Among the complaints is a previously unreported issue involving damage to the wiring of the angle of attack sensor by a foreign object, according to the source.

Boeing has reportedly had previous issues with foreign object debris in its manufacturing process; The New York Times reported metal shavings were found near wiring of Boeing 787 Dreamliner planes, and the Air Force stopped deliveries of the Boeing KC-46 tanker after foreign object debris was found in some of the planes coming off the production line.

Other reports by the whistleblowers involve concerns about the MCAS control cut-out switches, which disengage the MCAS software, according to the source.
 
verymadmac said:
When representatives from the FAA turn up to the design / certification conferences they have here in NZ every couple of years, they seem to express a preference for the EASA system of Company based design approvals than the Designated Engineering Representatives (DER) system currently used

There are two sides to that particular coin.
DER's usually have more authority granted than the individual members of an ODA (organization design approval),
The ODA's have management systems that oversee the members, which is often missing from DER's in independent practice,

So when the FAA interacts with DER's they are dealing with an independently-minded person with more authority that is based on experience, business practice, and personal risk management. When the FAA interacts with ODA members, they are dealing with a bureaucratic organization much like their own, and many ODA members are isolated from the customer's project nor concerned with the outlook of their company. Do I need to ask you who the FAA engineers find easier to talk to?

No one believes the theory except the one who developed it. Everyone believes the experiment except the one who ran it.
STF
 
This video is the best one I've seen showing how a runaway trim looks like in the cockpit and the forces they have to fight to keep the aircraft flying:
Didn't see this posted here so forgive me if this is a repeat.

Ian Riley, PE, SE
Professional Engineer (ME, NH, VT, CT, MA, FL) Structural Engineer (IL, HI)
 
It was posted before. Not a big deal; worth repeating.
Now you owe 2 stars to the first member to post that video, though. [wink]

No one believes the theory except the one who developed it. Everyone believes the experiment except the one who ran it.
STF
 
Found them and gave them two stars.
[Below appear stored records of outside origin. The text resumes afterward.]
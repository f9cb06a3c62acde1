//! Per-request fetch strategies.

use super::FetchInterceptionEngine;
use crate::cache::{CacheGeneration, CachedEntry};
use crate::classifier::RequestClass;
use crate::error::Result;
use crate::http::{Fetcher, Request, Response};
use chrono::Utc;
use std::sync::Arc;
use std::time::Duration;
use tracing::{debug, warn};

/// What the engine did with a request.
#[derive(Debug, Clone, PartialEq, Eq)]
pub enum Interception {
    /// Not intercepted; the host sends the request itself.
    Passthrough,
    /// The engine produced the response.
    Respond(Response),
}

impl Interception {
    /// The response, if the engine produced one.
    pub fn into_response(self) -> Option<Response> {
        match self {
            Self::Passthrough => None,
            Self::Respond(response) => Some(response),
        }
    }

    pub fn is_passthrough(&self) -> bool {
        matches!(self, Self::Passthrough)
    }
}

impl FetchInterceptionEngine {
    /// Classify a request and apply its strategy.
    ///
    /// Only a transport failure on an uncached asset is returned as an error.
    pub async fn on_request(&self, request: Request) -> Result<Interception> {
        let class = self.classifier.classify(&request);
        debug!(%class, "{} {}", request.method, request.url);

        match class {
            RequestClass::TransportExempt => Ok(Interception::Passthrough),
            RequestClass::LiveData => Ok(Interception::Respond(self.network_only(&request).await)),
            RequestClass::CacheableAsset => self.cache_first(request).await.map(Interception::Respond),
        }
    }

    /// Always hit the network. Transport failures and timeouts become the
    /// offline body; HTTP error statuses are returned as they are.
    async fn network_only(&self, request: &Request) -> Response {
        let timeout_secs = self.config.network.live_data_timeout_secs;
        match tokio::time::timeout(
            Duration::from_secs(timeout_secs),
            self.fetcher.fetch(request),
        )
        .await
        {
            Ok(Ok(response)) => response,
            Ok(Err(e)) => {
                warn!("Live data unreachable ({}): {}", request.url, e);
                Response::offline()
            }
            Err(_) => {
                warn!(
                    "Live data timed out after {}s: {}",
                    timeout_secs, request.url
                );
                Response::offline()
            }
        }
    }

    /// Serve from the current generation and revalidate in the background,
    /// or fetch and store on a miss.
    async fn cache_first(&self, request: Request) -> Result<Response> {
        let generation = self.current_generation().await;

        if let Some(entry) = generation.get(&request).await {
            if !self.is_expired(&entry) {
                debug!("Cache hit {}", request.cache_key());
                self.revalidate(generation, request).await;
                return Ok(entry.response);
            }
            debug!("Cache entry expired {}", request.cache_key());
        }

        let response = self.fetcher.fetch(&request).await?;
        if response.is_success() && request.method.is_cacheable() {
            generation.put(&request, response.clone()).await;
            debug!("Cached {}", request.cache_key());
        }
        Ok(response)
    }

    fn is_expired(&self, entry: &CachedEntry) -> bool {
        self.config
            .cache
            .max_entry_age_secs
            .is_some_and(|max_age| entry.is_expired(max_age, Utc::now()))
    }

    /// Spawn a background refresh of a cached entry. Failures are dropped.
    async fn revalidate(&self, generation: CacheGeneration, request: Request) {
        let fetcher: Arc<dyn Fetcher> = Arc::clone(&self.fetcher);
        let mut tasks = self.revalidations.lock().await;
        while tasks.try_join_next().is_some() {}

        tasks.spawn(async move {
            match fetcher.fetch(&request).await {
                Ok(response) if response.is_success() => {
                    generation.put(&request, response).await;
                    debug!("Revalidated {}", request.cache_key());
                }
                Ok(response) => {
                    debug!(
                        "Revalidation of {} returned {}",
                        request.cache_key(),
                        response.status
                    );
                }
                Err(e) => {
                    debug!("Revalidation of {} failed: {}", request.cache_key(), e);
                }
            }
        });
    }

    /// Number of background revalidations still tracked.
    pub async fn pending_revalidations(&self) -> usize {
        self.revalidations.lock().await.len()
    }

    /// Wait for every outstanding revalidation to finish.
    pub async fn settle(&self) {
        let mut tasks = std::mem::take(&mut *self.revalidations.lock().await);
        while let Some(result) = tasks.join_next().await {
            if let Err(e) = result {
                warn!("Revalidation task failed: {}", e);
            }
        }
    }
}

#[cfg(test)]
mod tests {
    use super::super::test_support::*;
    use super::*;
    use crate::cache::{CacheStorage, StorageSnapshot};
    use crate::http::{Method, MockFetcher};
    use mockall::predicate::always;
    use pretty_assertions::assert_eq;
    use url::Url;

    async fn active_engine(fetcher: Arc<ScriptedFetcher>) -> FetchInterceptionEngine {
        script_manifest(&fetcher);
        let engine = engine_with(fetcher);
        engine.on_install().await.unwrap();
        engine.on_activate().await.unwrap();
        engine
    }

    #[tokio::test]
    async fn test_live_data_success_is_not_cached() {
        let fetcher = ScriptedFetcher::new();
        let url = "https://api.coingecko.com/api/v3/simple/price?ids=bitcoin";
        fetcher.script(url, Reply::Respond(Response::ok(r#"{"bitcoin":{"usd":1}}"#)));
        let engine = active_engine(fetcher).await;

        let request = Request::get(url).unwrap();
        let response = engine
            .on_request(request.clone())
            .await
            .unwrap()
            .into_response()
            .unwrap();

        assert_eq!(response.text(), r#"{"bitcoin":{"usd":1}}"#);
        assert!(engine.current_generation().await.get(&request).await.is_none());
    }

    #[tokio::test]
    async fn test_live_data_failure_returns_offline_body() {
        let fetcher = ScriptedFetcher::new();
        let engine = active_engine(fetcher).await;

        let request = Request::get("https://cryptopanic.com/api/v1/posts/").unwrap();
        let response = engine
            .on_request(request.clone())
            .await
            .unwrap()
            .into_response()
            .unwrap();

        let body: serde_json::Value = response.json().unwrap();
        assert_eq!(body["error"], "Offline");
        assert_eq!(response.header("Content-Type"), Some("application/json"));
        assert!(engine.current_generation().await.get(&request).await.is_none());
    }

    #[tokio::test(start_paused = true)]
    async fn test_live_data_timeout_returns_offline_body() {
        let fetcher = ScriptedFetcher::new();
        let url = "https://api.alternative.me/fng/";
        fetcher.script(url, Reply::Hang);
        let engine = active_engine(fetcher).await;

        let response = engine
            .on_request(Request::get(url).unwrap())
            .await
            .unwrap()
            .into_response()
            .unwrap();

        assert_eq!(response, Response::offline());
    }

    #[tokio::test]
    async fn test_live_data_http_error_passes_through() {
        let fetcher = ScriptedFetcher::new();
        let url = "https://api.coingecko.com/api/v3/coins/bitcoin";
        fetcher.script(url, Reply::Respond(Response::new(500, "upstream down")));
        let engine = active_engine(fetcher).await;

        let response = engine
            .on_request(Request::get(url).unwrap())
            .await
            .unwrap()
            .into_response()
            .unwrap();

        assert_eq!(response.status, 500);
        assert_eq!(response.text(), "upstream down");
    }

    #[tokio::test]
    async fn test_streaming_request_passes_through_untouched() {
        let fetcher = ScriptedFetcher::new();
        let engine = active_engine(fetcher.clone()).await;
        let calls_before = fetcher.calls().len();
        let entries_before = engine.current_generation().await.len().await;

        let request = Request::get("wss://feed.example.com/stream").unwrap();
        let interception = engine.on_request(request.clone()).await.unwrap();

        assert!(interception.is_passthrough());
        assert_eq!(fetcher.calls().len(), calls_before);
        assert_eq!(engine.current_generation().await.len().await, entries_before);
        assert!(engine.current_generation().await.get(&request).await.is_none());
    }

    #[tokio::test]
    async fn test_miss_fetches_and_stores() {
        let fetcher = ScriptedFetcher::new();
        let url = "https://app.example/logo.png";
        fetcher.script(url, Reply::Respond(Response::ok("png")));
        let engine = active_engine(fetcher).await;

        let request = Request::get(url).unwrap();
        let response = engine
            .on_request(request.clone())
            .await
            .unwrap()
            .into_response()
            .unwrap();
        assert_eq!(response.text(), "png");

        let entry = engine.current_generation().await.get(&request).await.unwrap();
        assert_eq!(entry.response.text(), "png");
    }

    #[tokio::test]
    async fn test_miss_with_error_status_is_not_stored() {
        let fetcher = ScriptedFetcher::new();
        let url = "https://app.example/missing.png";
        fetcher.script(url, Reply::Respond(Response::new(404, "")));
        let engine = active_engine(fetcher).await;

        let request = Request::get(url).unwrap();
        let response = engine
            .on_request(request.clone())
            .await
            .unwrap()
            .into_response()
            .unwrap();

        assert_eq!(response.status, 404);
        assert!(engine.current_generation().await.get(&request).await.is_none());
    }

    #[tokio::test]
    async fn test_miss_with_non_get_is_not_stored() {
        let fetcher = ScriptedFetcher::new();
        let url = "https://backend.example/bot/start";
        fetcher.script(url, Reply::Respond(Response::ok(r#"{"running":true}"#)));
        let engine = active_engine(fetcher).await;

        let request = Request::new(Method::Post, Url::parse(url).unwrap());
        let response = engine
            .on_request(request.clone())
            .await
            .unwrap()
            .into_response()
            .unwrap();

        assert!(response.is_success());
        assert!(engine.current_generation().await.get(&request).await.is_none());
    }

    #[tokio::test]
    async fn test_miss_transport_failure_propagates() {
        let fetcher = ScriptedFetcher::new();
        let engine = active_engine(fetcher).await;

        let result = engine
            .on_request(Request::get("https://app.example/never-seen.js").unwrap())
            .await;

        assert!(matches!(result, Err(crate::Error::Network(_))));
    }

    #[tokio::test]
    async fn test_hit_does_not_wait_for_revalidation() {
        let fetcher = ScriptedFetcher::new();
        let engine = active_engine(fetcher.clone()).await;
        fetcher.script("https://app.example/app.html", Reply::Hang);

        let response = tokio::time::timeout(
            Duration::from_secs(1),
            engine.on_request(Request::get("https://app.example/app.html").unwrap()),
        )
        .await
        .expect("cache hit must not wait on revalidation")
        .unwrap()
        .into_response()
        .unwrap();

        assert_eq!(response.text(), "<html></html>");
        assert_eq!(engine.pending_revalidations().await, 1);
    }

    #[tokio::test]
    async fn test_revalidation_overwrites_entry() {
        let fetcher = ScriptedFetcher::new();
        let engine = active_engine(fetcher.clone()).await;
        fetcher.script(
            "https://app.example/app.html",
            Reply::Respond(Response::ok("<html>v2</html>")),
        );
        let request = Request::get("https://app.example/app.html").unwrap();

        let first = engine.on_request(request.clone()).await.unwrap();
        assert_eq!(first.into_response().unwrap().text(), "<html></html>");

        engine.settle().await;
        assert_eq!(engine.pending_revalidations().await, 0);

        let second = engine.on_request(request).await.unwrap();
        assert_eq!(second.into_response().unwrap().text(), "<html>v2</html>");
    }

    #[tokio::test]
    async fn test_failed_revalidation_keeps_entry() {
        let fetcher = ScriptedFetcher::new();
        let engine = active_engine(fetcher.clone()).await;
        let request = Request::get("https://app.example/manifest.json").unwrap();

        fetcher.script("https://app.example/manifest.json", Reply::Fail);
        engine.on_request(request.clone()).await.unwrap();
        engine.settle().await;

        fetcher.script(
            "https://app.example/manifest.json",
            Reply::Respond(Response::new(503, "busy")),
        );
        engine.on_request(request.clone()).await.unwrap();
        engine.settle().await;

        let entry = engine.current_generation().await.get(&request).await.unwrap();
        assert_eq!(entry.response.text(), "{}");
    }

    #[tokio::test]
    async fn test_expired_entry_is_treated_as_miss() {
        let fetcher = ScriptedFetcher::new();
        script_manifest(&fetcher);
        let mut config = test_config();
        config.cache.max_entry_age_secs = Some(60);

        let request = Request::get("https://app.example/app.html").unwrap();
        let mut stale = CachedEntry::new(&request, Response::ok("stale"));
        stale.stored_at = Utc::now() - chrono::Duration::minutes(5);
        let mut snapshot = StorageSnapshot::default();
        snapshot
            .generations
            .insert(config.cache.version_tag.clone(), vec![stale]);

        let engine = FetchInterceptionEngine::builder(config)
            .fetcher(fetcher)
            .storage(CacheStorage::from_snapshot(snapshot))
            .build()
            .unwrap();

        let response = engine
            .on_request(request.clone())
            .await
            .unwrap()
            .into_response()
            .unwrap();
        assert_eq!(response.text(), "<html></html>");
        assert_eq!(engine.pending_revalidations().await, 0);

        let entry = engine.current_generation().await.get(&request).await.unwrap();
        assert_eq!(entry.response.text(), "<html></html>");
    }

    #[tokio::test]
    async fn test_mock_fetcher_called_once_for_live_data() {
        let mut mock = MockFetcher::new();
        mock.expect_fetch()
            .with(always())
            .times(1)
            .returning(|_| Ok(Response::ok(r#"{"data":[]}"#)));

        let engine = FetchInterceptionEngine::builder(test_config())
            .fetcher(Arc::new(mock))
            .build()
            .unwrap();

        let interception = engine
            .on_request(Request::get("https://api.binance.com/api/v3/ticker/price").unwrap())
            .await
            .unwrap();
        tokio_test::assert_ok!(interception.into_response().unwrap().json::<serde_json::Value>());
    }
}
Should have guessed, they post in this thread a lot. [bigsmile]

Ian Riley, PE, SE
Professional Engineer (ME, NH, VT, CT, MA, FL) Structural Engineer (IL, HI)
 
TME, SparWeb (and Alistair_Heaton).[ ] As nothing more than an academic experiment, I put the partial URL
[ ][ ][ ][ ]aoNOVlxJmow
into Eng-Tips's seach capability.[ ] It surprised me by finding the two posts.
 
Thanks TME!


No one believes the theory except the one who developed it. Everyone believes the experiment except the one who ran it.
STF
 
:D we call the sim the sweat box.....

As an aside and give some background on the training side of pilot life.
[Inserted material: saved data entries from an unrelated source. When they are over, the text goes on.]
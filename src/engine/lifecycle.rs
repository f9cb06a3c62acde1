//! Install and activate handling.

use super::{FetchInterceptionEngine, LifecycleState};
use crate::error::{Error, Result};
use crate::http::{Method, Request, Response};
use futures::future::join_all;
use std::collections::BTreeSet;
use tracing::{info, warn};
use uuid::Uuid;

/// Identifier of a client session routed through the engine.
pub type ClientId = Uuid;

/// Outcome of a successful install.
#[derive(Debug, Clone, PartialEq, Eq)]
pub struct InstallReport {
    /// Generation that was populated.
    pub generation: String,
    /// Cache keys written, in manifest order.
    pub precached: Vec<String>,
}

/// Outcome of a successful activation.
#[derive(Debug, Clone, Default, PartialEq, Eq)]
pub struct ActivationReport {
    /// Stale generations removed.
    pub evicted: Vec<String>,
    /// Number of client sessions now controlled.
    pub claimed: usize,
}

/// Client sessions known to the engine.
#[derive(Debug, Default)]
pub(super) struct ClientRegistry {
    connected: BTreeSet<ClientId>,
    controlled: BTreeSet<ClientId>,
}

impl FetchInterceptionEngine {
    /// Precache the static asset manifest into the current generation.
    ///
    /// All manifest entries are fetched concurrently. Nothing is written
    /// unless every one of them succeeds with a 2xx status; otherwise the
    /// engine moves to `install-failed` and the install may be retried.
    pub async fn on_install(&self) -> Result<InstallReport> {
        {
            let mut state = self.state.write().await;
            match *state {
                LifecycleState::Uninstalled | LifecycleState::InstallFailed => {
                    *state = LifecycleState::Installing;
                }
                other => {
                    return Err(Error::lifecycle(format!("cannot install while {}", other)));
                }
            }
        }

        info!("Installing cache generation {}", self.version_tag());

        match self.precache().await {
            Ok(report) => {
                self.set_state(LifecycleState::Installed).await;
                info!(
                    "Installed {} with {} asset(s)",
                    report.generation,
                    report.precached.len()
                );
                Ok(report)
            }
            Err(e) => {
                self.set_state(LifecycleState::InstallFailed).await;
                warn!("Install failed: {}", e);
                Err(e)
            }
        }
    }

    async fn precache(&self) -> Result<InstallReport> {
        let origin = self.config.cache.origin_url()?;
        let requests = self
            .config
            .cache
            .manifest()
            .iter()
            .map(|entry| -> Result<Request> { Ok(Request::new(Method::Get, origin.join(entry)?)) })
            .collect::<Result<Vec<Request>>>()?;

        let results = join_all(requests.iter().map(|req| self.fetcher.fetch(req))).await;

        let mut fetched: Vec<(Request, Response)> = Vec::with_capacity(requests.len());
        let mut failed = Vec::new();
        for (request, result) in requests.into_iter().zip(results) {
            match result {
                Ok(response) if response.is_success() => fetched.push((request, response)),
                Ok(response) => {
                    warn!("Precache {} returned {}", request.url, response.status);
                    failed.push(request.url.to_string());
                }
                Err(e) => {
                    warn!("Precache {} failed: {}", request.url, e);
                    failed.push(request.url.to_string());
                }
            }
        }

        if !failed.is_empty() {
            return Err(Error::Install { failed });
        }

        let precached = fetched.iter().map(|(req, _)| req.cache_key()).collect();
        let generation = self.current_generation().await;
        generation.put_all(fetched).await;

        Ok(InstallReport {
            generation: generation.name().to_string(),
            precached,
        })
    }

    /// Evict stale generations and take control of open client sessions.
    ///
    /// Eviction completes before the engine reports itself active.
    pub async fn on_activate(&self) -> Result<ActivationReport> {
        {
            let mut state = self.state.write().await;
            match *state {
                LifecycleState::Installed => *state = LifecycleState::Activating,
                LifecycleState::Active => return Ok(ActivationReport::default()),
                other => {
                    return Err(Error::lifecycle(format!("cannot activate while {}", other)));
                }
            }
        }

        let mut evicted = Vec::new();
        for name in self.storage.keys().await {
            if name != self.version_tag() && self.storage.delete(&name).await {
                info!("Removed stale cache generation {}", name);
                evicted.push(name);
            }
        }
        self.current_generation().await;

        let claimed = {
            let mut clients = self.clients.write().await;
            clients.controlled = clients.connected.clone();
            clients.controlled.len()
        };

        self.set_state(LifecycleState::Active).await;
        info!(
            "Activated {} (evicted {}, claimed {} client(s))",
            self.version_tag(),
            evicted.len(),
            claimed
        );

        Ok(ActivationReport { evicted, claimed })
    }

    /// Register a client session. An active engine controls it immediately.
    pub async fn connect_client(&self) -> ClientId {
        let id = Uuid::new_v4();
        let active = self.state().await == LifecycleState::Active;
        let mut clients = self.clients.write().await;
        clients.connected.insert(id);
        if active {
            clients.controlled.insert(id);
        }
        id
    }

    pub async fn disconnect_client(&self, id: ClientId) {
        let mut clients = self.clients.write().await;
        clients.connected.remove(&id);
        clients.controlled.remove(&id);
    }

    /// Whether requests from this client are routed through the engine.
    pub async fn controls(&self, id: ClientId) -> bool {
        self.clients.read().await.controlled.contains(&id)
    }
}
In 3 weeks time I have what's called a LPC/OPC check.

It comprises of 1 4 hour session training called LOFT which we have a couple of made up story's which will result in various hardware emergency procedures being run and between the two of us victims we have to work out what's going on and deal with it.

Second day is a license type rating renewal of the instrument rating which is required to fly in Class A airspace and when you can't see out the windows due cloud.
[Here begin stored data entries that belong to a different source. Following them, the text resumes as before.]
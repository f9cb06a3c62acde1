//! On-disk persistence of cache generations.

use super::CachedEntry;
use crate::error::Result;
use serde::{Deserialize, Serialize};
use std::collections::BTreeMap;
use std::path::Path;
use tracing::{debug, info};

/// Serializable copy of a [`super::CacheStorage`].
#[derive(Debug, Clone, Default, PartialEq, Eq, Serialize, Deserialize)]
pub struct StorageSnapshot {
    pub generations: BTreeMap<String, Vec<CachedEntry>>,
}

impl StorageSnapshot {
    /// Read a snapshot, or an empty one if the file does not exist.
    pub fn load(path: &Path) -> Result<Self> {
        if !path.exists() {
            debug!("No cache snapshot at {}", path.display());
            return Ok(Self::default());
        }

        let content = std::fs::read(path)?;
        let snapshot: Self = serde_json::from_slice(&content)?;
        info!(
            "Loaded {} cache generation(s) from {}",
            snapshot.generations.len(),
            path.display()
        );
        Ok(snapshot)
    }

    /// Write the snapshot, creating parent directories as needed.
    pub fn save(&self, path: &Path) -> Result<()> {
        if let Some(parent) = path.parent() {
            std::fs::create_dir_all(parent)?;
        }
        std::fs::write(path, serde_json::to_vec(self)?)?;
        debug!("Saved cache snapshot to {}", path.display());
        Ok(())
    }
}
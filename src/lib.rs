//! # visor-cache - fetch interception for the Visor Crypto client
//!
//! A versioned response cache that sits in front of the client's outbound
//! HTTP traffic, in the manner of a PWA service worker.
//!
//! ## Architecture
//!
//! - **Engine**: install/activate lifecycle and per-request fetch strategies
//! - **Classifier**: maps a request to live-data, transport-exempt or cacheable-asset
//! - **Cache**: named cache generations and snapshot persistence
//! - **HTTP**: request/response types and the network fetcher seam
//! - **Notify**: push payload relay
//! - **Events**: host adapter driving the engine over a channel
//! - **Config**: configuration management

pub mod cache;
pub mod classifier;
pub mod config;
pub mod engine;
pub mod error;
pub mod events;
pub mod http;
pub mod notify;

pub use cache::{CacheGeneration, CacheStorage};
pub use classifier::{Classifier, RequestClass};
pub use config::Config;
pub use engine::{EngineBuilder, FetchInterceptionEngine, Interception, LifecycleState};
pub use error::{Error, Result};
pub use events::{EngineHandle, EventLoop, LifecycleEvent};
pub use http::{Fetcher, HttpFetcher, Method, Request, Response};
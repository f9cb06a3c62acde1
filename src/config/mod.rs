//! Configuration management for visor-cache.

mod settings;

pub use settings::{
    CacheConfig, ClassifierConfig, Config, LifecycleConfig, NetworkConfig, NotificationConfig,
};

use crate::error::{Error, Result};
use directories::ProjectDirs;
use std::path::PathBuf;

fn project_dirs() -> Option<ProjectDirs> {
    ProjectDirs::from("com", "visorcrypto", "visor-cache")
}

/// Get the configuration directory path.
pub fn config_dir() -> Result<PathBuf> {
    project_dirs()
        .map(|dirs| dirs.config_dir().to_path_buf())
        .ok_or_else(|| Error::config("Could not determine config directory"))
}

/// Get the data directory path.
pub fn data_dir() -> Result<PathBuf> {
    project_dirs()
        .map(|dirs| dirs.data_dir().to_path_buf())
        .ok_or_else(|| Error::config("Could not determine data directory"))
}

/// Get the log directory path.
pub fn log_dir() -> Result<PathBuf> {
    project_dirs()
        .map(|dirs| dirs.data_dir().join("logs"))
        .ok_or_else(|| Error::config("Could not determine log directory"))
}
We have loads of engine failures and flying around on one engine, go-arounds, rejected takeoff's evacuations etc. These are done with all the automation working and also what we call raw data which is just the pilot interprating what they see on the instruments and hand flying.

This year is hydraulics and gear failures for me along with the normal engine failures. Which no doubt will have me landing with no flaps at some 175 knts and only emergency brakes which at 28 tons will be 3 km of runway required.

At the end its doing the low visability qualification which allows us to takeoff in 150 meters visibility and land when its cloud at 100ft and visiual range of 300 meters.

And that will be until Dec/January when the next check will be in the sim. We basically have a full proffessional skills check every 6 months.